Salma melihat dari jendela, ia penasaran dengan apa yang terjadi di dalam mobil. Harsya belum keluar sejak dua puluh menit lalu membuatnya khawatir.
Tak ingin menebak-nebak tanpa arah, akhirnya Salma memutuskan untuk mendatangi Harsya.
Salma keluar rumah menuju mobil, sesampainya dekat mobil, ia mengetuk-ngetuk kaca mobil.
"Ibu?" Harsya membuka pintu mobilnya.
"Kami tidak apa-apa, Nak?" Salma cemas melihat wajah sedih Harsya seperti habis menangis. "Siapa dia?" Ia juga bertanya mengenai pria yang ada di samping Harsya.
Pria itu juga sama persis seperti Harsya, terlihat sangat sedih dan putus asa. Membuat Salma kasihan sekaligus penasaran.
"Dia...." Harsya bingung, jawaban apa yang cocok untuk pertanyaan ibunya.
"Handes." Handes menyahut, membantu Harsya menjawab.
"Oh, kalau berkenan, bagaimana kalau kita bicara di dalam rumah saja?"
"Tidak, Bu. Dia harus segera pulang."
"Baiklah, tidak masalah. Kita bicara di rumah." Handes membuka pintu mobil dan keluar.
Mau tak mau, Harsya ikut keluar mobil dan berjalan mengikuti ibunya yang sudah jalan terlebih dahulu.
"Maaf, rumahnya sedikit berantakan."
Salma memindahkan beberapa alat merajut miliknya. Ia terkadang merasa jenuh jika sudah selesai mengerjakan semua pekerjaan rumah. Jadi ia habiskan waktunya untuk merajut sambil menunggu Harsya pulang.
"Tidak apa-apa."
"Ayo duduk." Salma mempersilahkan Handes untuk duduk. "Mau minum apa?"
"Air putih saja."
"Baik, sebentar ya." Salma pergi ke dapur untuk mengambil air putih dan beberapa cemilan.
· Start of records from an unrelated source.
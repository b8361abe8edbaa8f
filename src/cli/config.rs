use std::fs;
use std::path::{Path, PathBuf};
use std::sync::Arc;

use async_trait::async_trait;
use chrono::{DateTime, Utc};
use serde::{Deserialize, Serialize};

use crate::auth::{AuthError, TokenProvider};
use crate::config::config;
use crate::http::ApiClient;

const PROFILE_FILE: &str = "profile.json";

/// Connection details remembered between CLI runs.
#[derive(Debug, Clone, Default, PartialEq, Serialize, Deserialize)]
pub struct ProfileConfig {
    pub api_url: Option<String>,
    pub access_token: Option<String>,
    pub updated_at: Option<DateTime<Utc>>,
}

impl ProfileConfig {
    pub fn set_api_url(&mut self, url: &str) {
        self.api_url = Some(url.trim().trim_end_matches('/').to_string());
        self.updated_at = Some(Utc::now());
    }

    pub fn set_token(&mut self, token: Option<String>) {
        self.access_token = token;
        self.updated_at = Some(Utc::now());
    }
}

pub fn get_config_dir() -> anyhow::Result<PathBuf> {
    let config_dir = if let Ok(custom_dir) = std::env::var("SOC_ADMIN_CONFIG_DIR") {
        PathBuf::from(custom_dir)
    } else {
        let home = std::env::var("HOME").map_err(|_| anyhow::anyhow!("HOME environment variable not set"))?;
        PathBuf::from(home).join(".config").join("soc-admin")
    };

    if !config_dir.exists() {
        fs::create_dir_all(&config_dir)?;
    }

    Ok(config_dir)
}

pub fn load_profile_from(dir: &Path) -> anyhow::Result<ProfileConfig> {
    let profile_file = dir.join(PROFILE_FILE);

    if !profile_file.exists() {
        return Ok(ProfileConfig::default());
    }

    let content = fs::read_to_string(profile_file)?;
    let profile: ProfileConfig = serde_json::from_str(&content)?;
    Ok(profile)
}

pub fn save_profile_to(dir: &Path, profile: &ProfileConfig) -> anyhow::Result<()> {
    if !dir.exists() {
        fs::create_dir_all(dir)?;
    }
    let content = serde_json::to_string_pretty(profile)?;
    fs::write(dir.join(PROFILE_FILE), content)?;
    Ok(())
}

pub fn load_profile() -> anyhow::Result<ProfileConfig> {
    load_profile_from(&get_config_dir()?)
}

pub fn save_profile(profile: &ProfileConfig) -> anyhow::Result<()> {
    save_profile_to(&get_config_dir()?, profile)
}

/// Token from `SOC_ADMIN_ACCESS_TOKEN`, else the stored profile.
/// A 401 clears the stored token.
pub struct ProfileTokenProvider {
    dir: PathBuf,
    env_token: Option<String>,
}

impl ProfileTokenProvider {
    pub fn new(dir: PathBuf, env_token: Option<String>) -> Self {
        Self { dir, env_token }
    }
}

#[async_trait]
impl TokenProvider for ProfileTokenProvider {
    async fn access_token(&self) -> Result<Option<String>, AuthError> {
        if let Some(token) = &self.env_token {
            return Ok(Some(token.clone()));
        }
        let profile = load_profile_from(&self.dir).map_err(|e| AuthError::Unavailable(e.to_string()))?;
        Ok(profile.access_token)
    }

    async fn sign_out(&self) -> Result<(), AuthError> {
        let mut profile = load_profile_from(&self.dir).map_err(|e| AuthError::Unavailable(e.to_string()))?;
        if profile.access_token.is_some() {
            profile.set_token(None);
            save_profile_to(&self.dir, &profile).map_err(|e| AuthError::Unavailable(e.to_string()))?;
            tracing::info!("Stored access token cleared");
        }
        Ok(())
    }
}

/// Base URL precedence: environment, then stored profile, then the default.
pub fn resolve_api_url(profile: &ProfileConfig) -> String {
    let config = config();
    match (&config.api.base_url, &profile.api_url) {
        (Some(url), _) => url.clone(),
        (None, Some(url)) => url.clone(),
        (None, None) => config.base_url().to_string(),
    }
}

/// Client for the current environment and stored profile.
pub fn api_client() -> anyhow::Result<ApiClient> {
    let dir = get_config_dir()?;
    let profile = load_profile_from(&dir)?;
    let mut app_config = config().clone();
    app_config.api.base_url = Some(resolve_api_url(&profile));

    let tokens = Arc::new(ProfileTokenProvider::new(dir, app_config.api.access_token.clone()));
    Ok(ApiClient::from_config(&app_config, tokens)?)
}
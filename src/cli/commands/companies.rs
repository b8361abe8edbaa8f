use clap::Subcommand;

use crate::cli::config::api_client;
use crate::cli::utils::{output_page, output_record, print_table};
use crate::cli::OutputFormat;
use crate::config::config;
use crate::services::CompanyService;

use super::query::QueryArgs;

const COMPANY_COLUMNS: &[&str] = &["id", "socCode", "name", "cnpj", "active"];

#[derive(Subcommand)]
pub enum CompaniesCommands {
    #[command(about = "List SOC companies")]
    List {
        #[command(flatten)]
        query: QueryArgs,
    },

    #[command(about = "Show a company with its units, sectors and jobs")]
    Get {
        #[arg(help = "Company ID")]
        id: String,
    },
}

pub async fn handle(cmd: CompaniesCommands, output_format: OutputFormat) -> anyhow::Result<()> {
    let companies = CompanyService::new(api_client()?);

    match cmd {
        CompaniesCommands::List { query } => {
            let mut params = query.to_params()?;
            params.page = params.page.or(Some(0));
            params.size = params.size.or(Some(config().query.default_page_size));
            let page = companies.list(&params).await?;
            output_page(&output_format, &page, COMPANY_COLUMNS, "No companies found")
        }
        CompaniesCommands::Get { id } => {
            let company = companies.get(&id).await?;
            output_record(&output_format, &company)?;
            if let OutputFormat::Text = output_format {
                let (units, sectors, jobs) = company.hierarchy_counts();
                println!("\n{} units, {} sectors, {} jobs", units, sectors, jobs);
                let rows: Vec<Vec<String>> = company
                    .units
                    .iter()
                    .map(|u| vec![u.id.clone(), u.soc_code.clone(), u.name.clone(), u.sectors.len().to_string()])
                    .collect();
                if !rows.is_empty() {
                    println!();
                    print_table(&["unit", "socCode", "name", "sectors"], &rows);
                }
            }
            Ok(())
        }
    }
}
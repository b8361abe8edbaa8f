use std::marker::PhantomData;

use serde::de::DeserializeOwned;
use serde::Serialize;

use crate::error::ClientError;
use crate::http::ApiClient;
use crate::models::{ApiResponse, Page};
use crate::query::QueryParams;

/// CRUD over one REST collection (`/api/users`, `/api/soc/companies`, ...).
///
/// Lists come back as bare pages; single records arrive wrapped in
/// `{ "success": true, "data": ... }`.
pub struct ResourceService<T> {
    client: ApiClient,
    uri: String,
    _phantom: PhantomData<T>,
}

impl<T> Clone for ResourceService<T> {
    fn clone(&self) -> Self {
        Self {
            client: self.client.clone(),
            uri: self.uri.clone(),
            _phantom: PhantomData,
        }
    }
}

impl<T: DeserializeOwned> ResourceService<T> {
    pub fn new(client: ApiClient, uri: impl Into<String>) -> Self {
        Self {
            client,
            uri: uri.into(),
            _phantom: PhantomData,
        }
    }

    pub fn uri(&self) -> &str {
        &self.uri
    }

    pub fn client(&self) -> &ApiClient {
        &self.client
    }

    fn record_path(&self, id: &str) -> String {
        format!("{}/{}", self.uri, id)
    }

    pub async fn get_all(&self, params: &QueryParams) -> Result<Page<T>, ClientError> {
        let path = self.client.path_with_query(&self.uri, params);
        self.client.get(&path).await
    }

    pub async fn get_by_id(&self, id: &str) -> Result<T, ClientError> {
        let response: ApiResponse<T> = self.client.get(&self.record_path(id)).await?;
        Ok(response.data)
    }

    pub async fn create<B: Serialize + ?Sized>(&self, data: &B) -> Result<T, ClientError> {
        let response: ApiResponse<T> = self.client.post(&self.uri, Some(data)).await?;
        Ok(response.data)
    }

    pub async fn update_by_id<B: Serialize + ?Sized>(&self, id: &str, data: &B) -> Result<T, ClientError> {
        let response: ApiResponse<T> = self.client.put(&self.record_path(id), data).await?;
        Ok(response.data)
    }

    pub async fn delete_by_id(&self, id: &str) -> Result<(), ClientError> {
        self.client.delete(&self.record_path(id)).await
    }
}
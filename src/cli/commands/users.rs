use clap::{Subcommand, ValueEnum};
use serde_json::json;

use crate::cli::config::api_client;
use crate::cli::utils::{output_page, output_record, output_success};
use crate::cli::OutputFormat;
use crate::config::config;
use crate::models::user::SORT_FIELDS;
use crate::models::{CreateUser, Role, UpdateRoles, UpdateUser};
use crate::query::{Filter, FilterValue, QueryParams, QuerySort, SortSpec};
use crate::services::UserService;

use super::query::QueryArgs;

const USER_COLUMNS: &[&str] = &["id", "name", "email", "cpf", "roles", "active"];

#[derive(Debug, Clone, Copy, PartialEq, Eq, ValueEnum)]
pub enum StatusFilter {
    Active,
    Inactive,
    All,
}

#[derive(Subcommand)]
pub enum UsersCommands {
    #[command(about = "List users (newest first by default)")]
    List {
        #[command(flatten)]
        query: QueryArgs,
        #[arg(long = "role", help = "Only users with this role (repeatable)")]
        roles: Vec<Role>,
        #[arg(long, value_enum, default_value = "all", help = "Filter by account status")]
        status: StatusFilter,
    },

    #[command(about = "Show one user")]
    Get {
        #[arg(help = "User ID")]
        id: String,
    },

    #[command(about = "Create a user")]
    Create {
        #[arg(long, help = "Full name")]
        name: String,
        #[arg(long, help = "E-mail address")]
        email: String,
        #[arg(long, help = "CPF")]
        cpf: String,
        #[arg(long, help = "Phone number")]
        phone: Option<String>,
        #[arg(long = "role", help = "Role (repeatable, defaults to USER)")]
        roles: Vec<Role>,
        #[arg(long, help = "Create the account disabled")]
        inactive: bool,
    },

    #[command(about = "Update user fields")]
    Update {
        #[arg(help = "User ID")]
        id: String,
        #[arg(long)]
        name: Option<String>,
        #[arg(long)]
        email: Option<String>,
        #[arg(long)]
        cpf: Option<String>,
        #[arg(long)]
        phone: Option<String>,
        #[arg(long, help = "Enable or disable the account")]
        active: Option<bool>,
        #[arg(long, help = "Mark the e-mail as verified")]
        email_verified: Option<bool>,
        #[arg(long, help = "Force a password change on next login")]
        password_must_change: Option<bool>,
    },

    #[command(about = "Replace the roles of a user")]
    Roles {
        #[arg(help = "User ID")]
        id: String,
        #[arg(long = "role", required = true, help = "Role (repeatable)")]
        roles: Vec<Role>,
    },

    #[command(about = "Delete a user")]
    Delete {
        #[arg(help = "User ID")]
        id: String,
    },
}

/// Query for the user list: defaults first, then the role/status shortcuts.
pub fn list_params(query: &QueryArgs, roles: &[Role], status: StatusFilter) -> anyhow::Result<QueryParams> {
    let mut params = query.to_params()?;
    params.page = params.page.or(Some(0));
    params.size = params.size.or(Some(config().query.default_page_size));
    if params.sort.is_empty() {
        params.sort = SortSpec::from("-createdAt");
    }

    for token in QuerySort::tokens(&params.sort) {
        let field = token.trim_start_matches('-');
        if !SORT_FIELDS.contains(&field) {
            tracing::warn!("'{}' is not a known user sort field", field);
        }
    }

    match roles {
        [] => {}
        [role] => {
            params.filters.insert("roles", role.as_str());
        }
        many => {
            params
                .filters
                .insert("roles", Filter::List(many.iter().map(|r| FilterValue::from(r.as_str())).collect()));
        }
    }
    match status {
        StatusFilter::Active => {
            params.filters.insert("active", true);
        }
        StatusFilter::Inactive => {
            params.filters.insert("active", false);
        }
        StatusFilter::All => {}
    }
    Ok(params)
}

pub async fn handle(cmd: UsersCommands, output_format: OutputFormat) -> anyhow::Result<()> {
    let users = UserService::new(api_client()?);

    match cmd {
        UsersCommands::List { query, roles, status } => {
            let params = list_params(&query, &roles, status)?;
            let page = users.list(&params).await?;
            output_page(&output_format, &page, USER_COLUMNS, "No users found")
        }
        UsersCommands::Get { id } => {
            let user = users.get(&id).await?;
            output_record(&output_format, &user)
        }
        UsersCommands::Create { name, email, cpf, phone, roles, inactive } => {
            let mut user = CreateUser::new(name, email, cpf);
            user.phone = phone;
            if !roles.is_empty() {
                user.roles = roles;
            }
            user.active = !inactive;
            let created = users.create(&user).await?;
            output_success(
                &output_format,
                &format!("User '{}' created", created.name),
                Some(json!({ "user": created })),
            )
        }
        UsersCommands::Update { id, name, email, cpf, phone, active, email_verified, password_must_change } => {
            let changes = UpdateUser {
                name,
                email,
                cpf,
                phone,
                active,
                email_verified,
                password_must_change,
                ..Default::default()
            };
            if changes.is_empty() {
                anyhow::bail!("Nothing to update; pass at least one field");
            }
            let updated = users.update(&id, &changes).await?;
            output_success(
                &output_format,
                &format!("User '{}' updated", updated.name),
                Some(json!({ "user": updated })),
            )
        }
        UsersCommands::Roles { id, roles } => {
            let updated = users.update_roles(&id, &UpdateRoles { roles }).await?;
            output_success(
                &output_format,
                &format!("Roles of '{}' updated", updated.name),
                Some(json!({ "user": updated })),
            )
        }
        UsersCommands::Delete { id } => {
            users.delete(&id).await?;
            output_success(&output_format, &format!("User '{}' deleted", id), None)
        }
    }
}
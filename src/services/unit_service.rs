use crate::error::ClientError;
use crate::http::ApiClient;
use crate::models::{ApiResponse, SocUnit};

pub const UNITS_URI: &str = "/api/soc/units";

#[derive(Clone)]
pub struct UnitService {
    client: ApiClient,
}

impl UnitService {
    pub fn new(client: ApiClient) -> Self {
        Self { client }
    }

    pub async fn find_by_id(&self, id: &str) -> Result<SocUnit, ClientError> {
        let response: ApiResponse<SocUnit> = self.client.get(&format!("{}/{}", UNITS_URI, id)).await?;
        Ok(response.data)
    }
}
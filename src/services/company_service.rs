use crate::error::ClientError;
use crate::http::ApiClient;
use crate::models::{Page, SocCompany};
use crate::query::QueryParams;

use super::resource::ResourceService;

pub const COMPANIES_URI: &str = "/api/soc/companies";

#[derive(Clone)]
pub struct CompanyService {
    resource: ResourceService<SocCompany>,
}

impl CompanyService {
    pub fn new(client: ApiClient) -> Self {
        Self { resource: ResourceService::new(client, COMPANIES_URI) }
    }

    pub async fn list(&self, params: &QueryParams) -> Result<Page<SocCompany>, ClientError> {
        self.resource.get_all(params).await
    }

    /// Company with its units, sectors and jobs.
    pub async fn get(&self, id: &str) -> Result<SocCompany, ClientError> {
        self.resource.get_by_id(id).await
    }
}
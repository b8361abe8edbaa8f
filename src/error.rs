// Client-side errors for calls against the SOC administration API
use serde_json::{json, Value};
use thiserror::Error;

use crate::models::api::{ErrorEnvelope, FieldError};

pub const UNKNOWN_ERROR: &str = "UNKNOWN_ERROR";
pub const NETWORK_ERROR: &str = "NETWORK_ERROR";

#[derive(Debug, Error)]
pub enum ClientError {
    /// Non-success response, decoded from the API error envelope
    #[error("{message}")]
    Api {
        status: u16,
        code: String,
        message: String,
        details: Vec<FieldError>,
    },

    /// Payload rejected locally before any request was sent
    #[error("{message}")]
    Validation {
        message: String,
        details: Vec<FieldError>,
    },

    #[error("Invalid URL '{url}': {source}")]
    InvalidUrl {
        url: String,
        #[source]
        source: url::ParseError,
    },

    #[error("{0}")]
    Network(#[from] reqwest::Error),

    #[error("Failed to decode response: {0}")]
    Decode(#[from] serde_json::Error),

    #[error("Token provider error: {0}")]
    Auth(#[from] crate::auth::AuthError),

    #[error("I/O error: {0}")]
    Io(#[from] std::io::Error),
}

impl ClientError {
    /// Build from a failed response body, falling back to generic values
    /// when the body is not the usual envelope.
    pub fn from_response(status: u16, body: &[u8]) -> Self {
        let envelope: ErrorEnvelope = serde_json::from_slice(body).unwrap_or_default();
        let error = envelope.error.unwrap_or_default();
        ClientError::Api {
            status,
            code: error.code.unwrap_or_else(|| UNKNOWN_ERROR.to_string()),
            message: error
                .message
                .or(envelope.message)
                .unwrap_or_else(|| "Request failed".to_string()),
            details: error.details.unwrap_or_default(),
        }
    }

    pub fn validation(message: impl Into<String>, details: Vec<FieldError>) -> Self {
        ClientError::Validation { message: message.into(), details }
    }

    /// HTTP status, when the error came from a response
    pub fn status_code(&self) -> Option<u16> {
        match self {
            ClientError::Api { status, .. } => Some(*status),
            ClientError::Network(e) => e.status().map(|s| s.as_u16()),
            _ => None,
        }
    }

    /// Error code for client handling
    pub fn error_code(&self) -> &str {
        match self {
            ClientError::Api { code, .. } => code,
            ClientError::Validation { .. } => "VALIDATION_ERROR",
            ClientError::InvalidUrl { .. } => "INVALID_URL",
            ClientError::Network(_) => NETWORK_ERROR,
            ClientError::Decode(_) => "DECODE_ERROR",
            ClientError::Auth(_) => "AUTH_ERROR",
            ClientError::Io(_) => "IO_ERROR",
        }
    }

    pub fn details(&self) -> &[FieldError] {
        match self {
            ClientError::Api { details, .. } | ClientError::Validation { details, .. } => details,
            _ => &[],
        }
    }

    pub fn is_unauthorized(&self) -> bool {
        self.status_code() == Some(401)
    }

    pub fn to_json(&self) -> Value {
        let mut response = json!({
            "success": false,
            "error": {
                "code": self.error_code(),
                "message": self.to_string(),
            }
        });
        if !self.details().is_empty() {
            response["error"]["details"] = json!(self.details());
        }
        response
    }
}
use super::types::{ArrayFormat, Condition, Filter, FilterMap, FilterOp, FilterValue, Operand, QueryOptions};

/// Turns a [`FilterMap`] into ordered key/value pairs under one set of options.
pub struct QueryFilter<'a> {
    options: &'a QueryOptions,
}

impl<'a> QueryFilter<'a> {
    pub fn new(options: &'a QueryOptions) -> Self {
        Self { options }
    }

    pub fn generate(options: &QueryOptions, filters: &FilterMap) -> Vec<(String, String)> {
        let query_filter = QueryFilter::new(options);
        let mut pairs = Vec::new();
        for (field, filter) in filters.iter() {
            query_filter.push_filter(field, filter, &mut pairs);
        }
        pairs
    }

    pub fn push_filter(&self, field: &str, filter: &Filter, pairs: &mut Vec<(String, String)>) {
        if self.should_skip(filter) {
            return;
        }
        match filter {
            Filter::Condition(condition) => self.push_condition(field, condition, pairs),
            Filter::List(values) => self.push_list(field, values, pairs),
            Filter::Scalar(value) => pairs.push((field.to_string(), Self::format_value(value))),
        }
    }

    /// Null and empty-string entries are dropped whole, depending on options.
    /// `0` and `false` are always kept.
    pub fn should_skip(&self, filter: &Filter) -> bool {
        match filter {
            Filter::Scalar(v) if v.is_null() => self.options.skip_null,
            Filter::Scalar(v) if v.is_empty_text() => self.options.skip_empty_string,
            _ => false,
        }
    }

    pub fn format_value(value: &FilterValue) -> String {
        value.to_string()
    }

    fn push_condition(&self, field: &str, condition: &Condition, pairs: &mut Vec<(String, String)>) {
        let key = format!("{}[{}]", field, condition.operator);
        match &condition.value {
            Operand::One(value) => pairs.push((key, Self::format_value(value))),
            Operand::Many(values) if condition.operator == FilterOp::In => {
                pairs.push((key, Self::join(values)));
            }
            Operand::Many(values) => {
                for value in values {
                    pairs.push((key.clone(), Self::format_value(value)));
                }
            }
        }
    }

    fn push_list(&self, field: &str, values: &[FilterValue], pairs: &mut Vec<(String, String)>) {
        match self.options.array_format {
            ArrayFormat::Repeat => {
                for value in values {
                    pairs.push((field.to_string(), Self::format_value(value)));
                }
            }
            ArrayFormat::Comma => pairs.push((field.to_string(), Self::join(values))),
            ArrayFormat::Bracket => pairs.push((format!("{}[]", field), Self::join(values))),
        }
    }

    fn join(values: &[FilterValue]) -> String {
        values.iter().map(Self::format_value).collect::<Vec<_>>().join(",")
    }
}
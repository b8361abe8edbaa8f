//! Textual forms of query inputs, as typed on a command line.

use std::convert::Infallible;
use std::str::FromStr;

use super::error::QueryError;
use super::types::{ArrayFormat, Condition, Filter, FilterMap, FilterOp, FilterValue, Operand, SortDirection};

impl FromStr for ArrayFormat {
    type Err = QueryError;

    fn from_str(s: &str) -> Result<Self, Self::Err> {
        match s.trim().to_ascii_lowercase().as_str() {
            "repeat" => Ok(ArrayFormat::Repeat),
            "comma" => Ok(ArrayFormat::Comma),
            "bracket" => Ok(ArrayFormat::Bracket),
            _ => Err(QueryError::InvalidArrayFormat(s.to_string())),
        }
    }
}

impl FromStr for SortDirection {
    type Err = QueryError;

    fn from_str(s: &str) -> Result<Self, Self::Err> {
        if s.eq_ignore_ascii_case("asc") {
            Ok(SortDirection::Asc)
        } else if s.eq_ignore_ascii_case("desc") {
            Ok(SortDirection::Desc)
        } else {
            Err(QueryError::InvalidSort(format!("unknown direction '{}'", s)))
        }
    }
}

impl FromStr for FilterOp {
    type Err = Infallible;

    fn from_str(s: &str) -> Result<Self, Self::Err> {
        Ok(match s {
            "eq" => FilterOp::Eq,
            "neq" => FilterOp::Neq,
            "gt" => FilterOp::Gt,
            "gte" => FilterOp::Gte,
            "lt" => FilterOp::Lt,
            "lte" => FilterOp::Lte,
            "like" => FilterOp::Like,
            "in" => FilterOp::In,
            other => FilterOp::Other(other.to_string()),
        })
    }
}

impl FilterValue {
    /// Typed literal. Numbers are only recognized when they print back
    /// unchanged, so `"007"` stays text.
    pub fn parse_literal(s: &str) -> FilterValue {
        match s {
            "true" => return FilterValue::Bool(true),
            "false" => return FilterValue::Bool(false),
            "null" => return FilterValue::Null,
            _ => {}
        }
        if let Ok(n) = s.parse::<i64>() {
            if n.to_string() == s {
                return FilterValue::Int(n);
            }
        }
        if let Ok(n) = s.parse::<f64>() {
            if n.is_finite() && n.to_string() == s {
                return FilterValue::Float(n);
            }
        }
        FilterValue::Text(s.to_string())
    }
}

/// One parsed `--filter` expression.
#[derive(Debug, Clone, PartialEq)]
pub struct FilterExpr {
    pub field: String,
    /// `None` for `field=value`, `Some("")` for `field[]=a,b`.
    pub operator: Option<String>,
    pub raw_value: String,
}

impl FromStr for FilterExpr {
    type Err = QueryError;

    fn from_str(expr: &str) -> Result<Self, Self::Err> {
        let (key, raw_value) = expr
            .split_once('=')
            .ok_or_else(|| QueryError::InvalidFilter(format!("'{}' has no '='", expr)))?;
        let key = key.trim();

        let (field, operator) = match key.find('[') {
            None => (key, None),
            Some(open) => {
                let rest = &key[open + 1..];
                let op = rest
                    .strip_suffix(']')
                    .ok_or_else(|| QueryError::InvalidFilter(format!("unterminated '[' in '{}'", key)))?;
                if op.contains('[') || op.contains(']') {
                    return Err(QueryError::InvalidFilter(format!("nested brackets in '{}'", key)));
                }
                (&key[..open], Some(op.to_string()))
            }
        };

        if field.is_empty() {
            return Err(QueryError::InvalidFilter(format!("'{}' has an empty field name", expr)));
        }

        Ok(FilterExpr {
            field: field.to_string(),
            operator,
            raw_value: raw_value.to_string(),
        })
    }
}

impl FilterExpr {
    fn split_values(&self) -> Vec<FilterValue> {
        self.raw_value.split(',').map(FilterValue::parse_literal).collect()
    }

    pub fn into_filter(self) -> Filter {
        match self.operator.as_deref() {
            None => Filter::Scalar(FilterValue::parse_literal(&self.raw_value)),
            Some("") => Filter::List(self.split_values()),
            Some(op) => {
                let operator: FilterOp = match op.parse() {
                    Ok(op) => op,
                    Err(never) => match never {},
                };
                let value = if operator == FilterOp::In {
                    Operand::Many(self.split_values())
                } else {
                    Operand::One(FilterValue::parse_literal(&self.raw_value))
                };
                Filter::Condition(Condition::with_operator(operator, value))
            }
        }
    }

    /// Key under which the expression still renders identically when its
    /// field is already taken by another kind of filter.
    fn literal_key(&self) -> String {
        match &self.operator {
            None => self.field.clone(),
            Some(op) => format!("{}[{}]", self.field, op),
        }
    }
}

impl FilterMap {
    /// Fold one expression into the map.
    ///
    /// Repeated `field=value` expressions become an OR list. Repeating an
    /// operator on the same field repeats the bracketed key. When the field
    /// already holds a different kind of filter, the expression is stored
    /// under its literal bracketed key instead (`field[eq]` for a bare value),
    /// and later values for that key accumulate there.
    pub fn push_expr(&mut self, expr: FilterExpr) {
        let literal_key = expr.literal_key();
        let field = expr.field.clone();
        let raw = expr.raw_value.clone();
        let incoming = expr.into_filter();

        let merged = match (self.get(&field), incoming) {
            (None, incoming) => Some(incoming),
            (Some(prev), Filter::Scalar(next)) => append_scalar(prev, next),
            (Some(Filter::Condition(prev)), Filter::Condition(next))
                if prev.operator == next.operator && prev.operator != FilterOp::In =>
            {
                let mut values = match &prev.value {
                    Operand::One(v) => vec![v.clone()],
                    Operand::Many(vs) => vs.clone(),
                };
                if let Operand::One(v) = next.value {
                    values.push(v);
                }
                Some(Filter::Condition(Condition::with_operator(prev.operator.clone(), Operand::Many(values))))
            }
            _ => None,
        };

        match merged {
            Some(filter) => {
                self.insert(field, filter);
            }
            None => {
                // A bare value clashing with a condition keeps its meaning as `[eq]`.
                let literal_key = if literal_key == field { format!("{}[eq]", field) } else { literal_key };
                let value = FilterValue::Text(raw);
                let filter = match self.get(&literal_key) {
                    Some(prev) => append_scalar(prev, value.clone()).unwrap_or(Filter::Scalar(value)),
                    None => Filter::Scalar(value),
                };
                self.insert(literal_key, filter);
            }
        }
    }

    pub fn parse_exprs<S: AsRef<str>>(exprs: &[S]) -> Result<FilterMap, QueryError> {
        let mut map = FilterMap::new();
        for expr in exprs {
            map.push_expr(expr.as_ref().parse()?);
        }
        Ok(map)
    }
}

/// A scalar joins an existing scalar or list as one more OR value.
fn append_scalar(prev: &Filter, next: FilterValue) -> Option<Filter> {
    match prev {
        Filter::Scalar(prev) => Some(Filter::List(vec![prev.clone(), next])),
        Filter::List(prev) => {
            let mut values = prev.clone();
            values.push(next);
            Some(Filter::List(values))
        }
        Filter::Condition(_) => None,
    }
}
use clap::Subcommand;

use crate::cli::config::api_client;
use crate::cli::utils::output_record;
use crate::cli::OutputFormat;
use crate::services::UnitService;

#[derive(Subcommand)]
pub enum UnitsCommands {
    #[command(about = "Show a unit with its sectors")]
    Get {
        #[arg(help = "Unit ID")]
        id: String,
    },
}

pub async fn handle(cmd: UnitsCommands, output_format: OutputFormat) -> anyhow::Result<()> {
    let units = UnitService::new(api_client()?);

    match cmd {
        UnitsCommands::Get { id } => {
            let unit = units.find_by_id(&id).await?;
            output_record(&output_format, &unit)?;
            if let OutputFormat::Text = output_format {
                for sector in &unit.sectors {
                    println!("  {} ({} jobs)", sector.name, sector.jobs.len());
                }
            }
            Ok(())
        }
    }
}
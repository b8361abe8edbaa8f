pub mod api;
pub mod user;
pub mod soc;
pub mod sync;
pub mod s3;

pub use api::{ApiResponse, FieldError, Page};
pub use user::{CreateUser, Role, UpdateRoles, UpdateUser, User};
pub use soc::{SocCompany, SocJob, SocSector, SocUnit};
Harsya melihat ke arah dapur dan memastikan ibunya sudah berada di sana. Dirasa cukup aman, Harsya beralih melihat ke arah Handes yang kini tengah duduk diam.
"Han, sebaiknya kamu pulang. Orang-orang pasti bingung mencarimu."
"Aku tidak ingin pulang."
"Kamu harus bersiap untuk pertunangan kamu nanti."
"Sya, aku tidak bisa."
"Undangan sudah tersebar. Jangan gila, Han."
"Justru aku akan gila jika harus bersanding dengan wanita lain."
"Han...."
"Bagaimana kalau kita kabur bersama, Sya."
"Jangan konyol."
Harsya tidak mungkin meninggalkan ibunya sendirian meski ia sangat mencintai Handes, ia tidak akan pernah meninggalkan ibunya.
"Kamu tidak ingin memperjuangkan hubungan kita? Kamu lebih memilih membiarkan aku bertunangan dengan wanita lain?"
"Bukan begitu, Han." Harsya sulit untuk menjelaskan tentang posisinya pada Handes.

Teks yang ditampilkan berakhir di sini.